Widow proves causal connection between husband's fatal heart attack and work - New York

For death benefits to be paid a death must be causally related to the worker's employment, which can be complicated when there are preexisting conditions. In Polonski v. Town of Islip, a highway maintenance crew leader had spinal fusion surgery and requested less strenuous work when he returned to the job. He was assigned to perform demolition work on a facility bathroom, left work feeling exhausted, and was called back nine hours later to clear snow from roadways.

The next day he reported feeling fatigued with chest pains and shortly later was found unresponsive in the break room. While there is a rebuttable presumption of compensability for an unwitnessed or unexplained death that occurs during the course of employment, the autopsy report cited multiple contributing factors. Thus, the spouse had the burden to prove that work activities were a contributing factor.
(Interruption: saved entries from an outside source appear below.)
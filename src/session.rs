use crate::classifying::*;
use crate::error_handling::*;
use crate::evaluating::*;
use crate::parsing::*;
use crate::prompting::*;
use crate::scanning::*;

use tracing::{debug, info};

pub const FIRST_NUMBER_PROMPT: &str = "Enter first number: ";
pub const SECOND_NUMBER_PROMPT: &str = "Enter second number: ";
pub const CONTINUE_PROMPT: &str = "Do you want to perform another calculation? (yes/no): ";
pub const FAREWELL: &str = "Thank you for using the calculator! Goodbye!";

pub fn operator_prompt() -> String {
    format!("Enter operator ({}): ", operator_menu())
}

#[derive(Debug, PartialEq)]
pub enum State {
    awaiting_inputs,
    evaluating { left: f64, right: f64, operator: Operator },
    reporting(CalculationResult),
    awaiting_continuation,
    exited,
}

/// Case-insensitive "no" or "n". Anything else, blank included, means go on.
pub fn wants_to_stop(answer: &str) -> bool {
    let answer = answer.to_lowercase();
    answer == "no" || answer == "n"
}

pub struct Session<S> {
    scanner: S,
}

impl<S: Scanner> Session<S> {
    pub fn new(scanner: S) -> Self {
        Self{scanner}
    }

    /// Runs rounds until the user declines another one or input runs out.
    /// Only console failures come back as errors.
    pub fn run(&mut self) -> Result<()> {
        self.greet()?;

        let mut state = State::awaiting_inputs;
        while state != State::exited {
            state = match self.step(state) {
                Ok(next) => next,
                Err(CalcError::end_of_input) => {
                    info!("input closed, ending session");
                    self.farewell()?;
                    State::exited
                },
                Err(error) => return Err(error),
            };
            debug!(?state, "transition");
        }
        Ok(())
    }

    fn step(&mut self, state: State) -> Result<State> {
        use State::*;

        match state {
            awaiting_inputs => {
                let left = read_number(&mut self.scanner, FIRST_NUMBER_PROMPT)?;
                let right = read_number(&mut self.scanner, SECOND_NUMBER_PROMPT)?;
                let operator = read_operator(&mut self.scanner, &operator_prompt())?;
                Ok(evaluating{left, right, operator})
            },

            evaluating{left, right, operator} => {
                let result = evaluate(left, right, operator);
                info!(left, right, %operator, %result, "evaluated");
                self.scanner.say(&format!(
                    "\n{} {} {} = {}",
                    format_number(left),
                    operator,
                    format_number(right),
                    result
                ))?;
                Ok(reporting(result))
            },

            reporting(result) => {
                self.scanner.say(&Report::of(&result).to_string())?;
                Ok(awaiting_continuation)
            },

            awaiting_continuation => {
                let answer = self.scanner.prompt(CONTINUE_PROMPT)?;
                if wants_to_stop(&answer) {
                    self.farewell()?;
                    Ok(exited)
                } else {
                    self.scanner.say("\n")?;
                    Ok(awaiting_inputs)
                }
            },

            exited => Ok(exited),
        }
    }

    fn greet(&mut self) -> Result<()> {
        let banner = banner();
        self.scanner.say(&format!("\n{}", banner))?;
        self.scanner.say("INTERACTIVE CALCULATOR & DATA ANALYZER")?;
        self.scanner.say(&banner)?;
        self.scanner.say(&format!("Available operators: {}", operator_menu()))?;
        self.scanner.say(&format!("{}\n", banner))
    }

    fn farewell(&mut self) -> Result<()> {
        self.scanner.say(&format!("\n{}\n", FAREWELL))
    }
}
use crate::parsing::*;
use std::fmt;

use tracing::warn;

pub const DIVISION_BY_ZERO: &str = "Error: Division by zero!";

/// Outcome of one round: a number, or a message for an undefined operation.
#[derive(Clone, Debug, PartialEq)]
pub enum CalculationResult {
    value(f64),
    domain_error(String),
}

impl fmt::Display for CalculationResult {
    fn fmt(&self, f: &mut fmt::Formatter<'_>) -> fmt::Result {
        match self {
            Self::value(value) => f.write_str(&format_number(*value)),
            Self::domain_error(message) => f.write_str(message),
        }
    }
}

// IEEE pow, except that a base of magnitude one raised to an infinite or NaN
// exponent is NaN rather than 1.
fn power(base: f64, exponent: f64) -> f64 {
    if exponent.is_nan() || (base.abs() == 1.0 && exponent.is_infinite()) {
        f64::NAN
    } else {
        base.powf(exponent)
    }
}

impl Operator {
    pub fn call(&self, left: f64, right: f64) -> f64 {
        use Operator::*;

        match self {
            addition => left + right,
            subtraction => left - right,
            multiplication => left * right,
            division => left / right,
            modulo => left % right,
            exponentiation => power(left, right),
        }
    }
}

/// Only an exact zero divisor (either sign) is a domain error. A zero modulus
/// is left to produce NaN.
pub fn evaluate(left: f64, right: f64, operator: Operator) -> CalculationResult {
    if operator == Operator::division && right == 0.0 {
        warn!(left, "division by zero");
        return CalculationResult::domain_error(DIVISION_BY_ZERO.into());
    }
    CalculationResult::value(operator.call(left, right))
}
#![allow(nonstandard_style)]

mod classifying;
mod error_handling;
mod evaluating;
mod parsing;
mod prompting;
mod scanning;
mod session;

use scanning::*;
use session::*;

use tracing_subscriber::{fmt, EnvFilter};

fn setup_logging() {
    let filter = EnvFilter::try_from_default_env().unwrap_or_else(|_| EnvFilter::new("warn"));

    fmt::fmt()
        .with_env_filter(filter)
        .with_writer(std::io::stderr)
        .with_target(false)
        .init();
}

fn main() {
    setup_logging();

    let stdin = std::io::stdin();
    let stdout = std::io::stdout();
    let scanner = StreamScanner::new(stdin.lock(), stdout.lock());

    if let Err(e) = Session::new(scanner).run() {
        tracing::error!(error = %e, "session aborted");
        eprintln!("Error, {}", e);
        std::process::exit(1);
    }
}
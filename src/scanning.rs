use crate::error_handling::*;
use std::io::{BufRead, Write};

/// Line-oriented console the calculator talks through.
pub trait Scanner {
    /// Shows `text` and blocks until one line of input arrives.
    /// The line terminator is stripped, nothing else is.
    fn prompt(&mut self, text: &str) -> Result<String>;

    fn say(&mut self, text: &str) -> Result<()>;
}

impl<T: Scanner + ?Sized> Scanner for &mut T {
    fn prompt(&mut self, text: &str) -> Result<String> {
        (**self).prompt(text)
    }

    fn say(&mut self, text: &str) -> Result<()> {
        (**self).say(text)
    }
}

pub struct StreamScanner<R, W> {
    input: R,
    output: W,
}

impl<R: BufRead, W: Write> StreamScanner<R, W> {
    pub fn new(input: R, output: W) -> Self {
        Self{input, output}
    }

    #[cfg(test)]
    pub fn output(&self) -> &W {
        &self.output
    }
}

fn strip_line_ending(line: &mut String) {
    if line.ends_with('\n') {
        line.pop();
        if line.ends_with('\r') {
            line.pop();
        }
    }
}

impl<R: BufRead, W: Write> Scanner for StreamScanner<R, W> {
    fn prompt(&mut self, text: &str) -> Result<String> {
        write!(self.output, "{}", text)?;
        self.output.flush()?;

        let mut bytes = Vec::new();
        if self.input.read_until(b'\n', &mut bytes)? == 0 {
            return Err(CalcError::end_of_input);
        }
        // Undecodable bytes stay in the line so the caller rejects it.
        let mut line = String::from_utf8_lossy(&bytes).into_owned();
        strip_line_ending(&mut line);
        Ok(line)
    }

    fn say(&mut self, text: &str) -> Result<()> {
        writeln!(self.output, "{}", text)?;
        Ok(())
    }
}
Although the medical testimony acknowledged preexisting heart disease and acute Oxycodone intoxication, it also showed work activities played a direct role.



Denial of benefits for parking lot injury overturned - New York

In Espinoza v. City Safety Compliance Corp., a manager in charge of monitoring a construction site had signed out and crossed the public street to a construction area he was responsible for monitoring. He had been instructed to park in this area because of the pandemic, injured his shoulder while pulling a gate to enter the area, and required surgery.

In general, accidents that occur outside of work hours and in public areas away from the workplace are not compensable and a law judge disallowed the claim and the Workers Compensation Board affirmed. While The Appellate Division's 3rd Department acknowledged that the parking area was not part of the construction site and the accident happened after the end of his shift, it noted he was instructed to park there and the general contractor stored building materials in the area and restricted the public's access. Thus, there was a sufficient nexus in time and place between the construction site and the parking area such that the place of employment extended to the parking area where the injury occurred.



Leave time must be allowed for medical appointments under CBA - Pennsylvania

In Lehigh County v. Deputy Sheriffs' Association, the Commonwealth Court upheld an arbitration award for a sheriff's deputy who said her employer violated a collective bargaining agreement (CBA) when it took away leave time because she attended medical appointments for a work injury during work hours. The deputy had suffered a compensable torn ligament and after a brief leave, continued outpatient rehabilitation, with some appointments during her scheduled work shifts. The county took away some of her accrued leave time after she ignored the directive to schedule appointments during non-work hours.

She filed a grievance, and an arbitrator found for the Lehigh County Deputy Sheriffs' Association on her behalf, determining that the county violated the collective bargaining agreement.



Injury during physical therapy session compensable - Tennessee

In Clayton Rash v. Fine Line Transportation, LLC, a truck driver broke his wrist and received comp benefits, including physical therapy. During physical therapy, he allegedly injured his shoulder and sought additional benefits. His doctor referred him to a shoulder surgeon, but his employer denied the referral. Instead, it provided a panel of orthopedic surgeons to treat the left shoulder and authorized treatment with another doctor.

The doctor found a left rotator cuff tear primarily caused by doing snow angel exercises and recommended surgery and assigned work restrictions of no use of the left arm until surgery, which the company did not accommodate. The company denied the surgery and obtained another physician's opinion, which noted that snow angels were unlikely to cause a torn rotator cuff. However, he acknowledged the injury could be related to the initial fall or the physical therapy session. Therefore, the comp court allowed medical and temporary disability benefits for the shoulder injury because the driver was likely to prevail at a hearing on the merits of the secondary injury claim.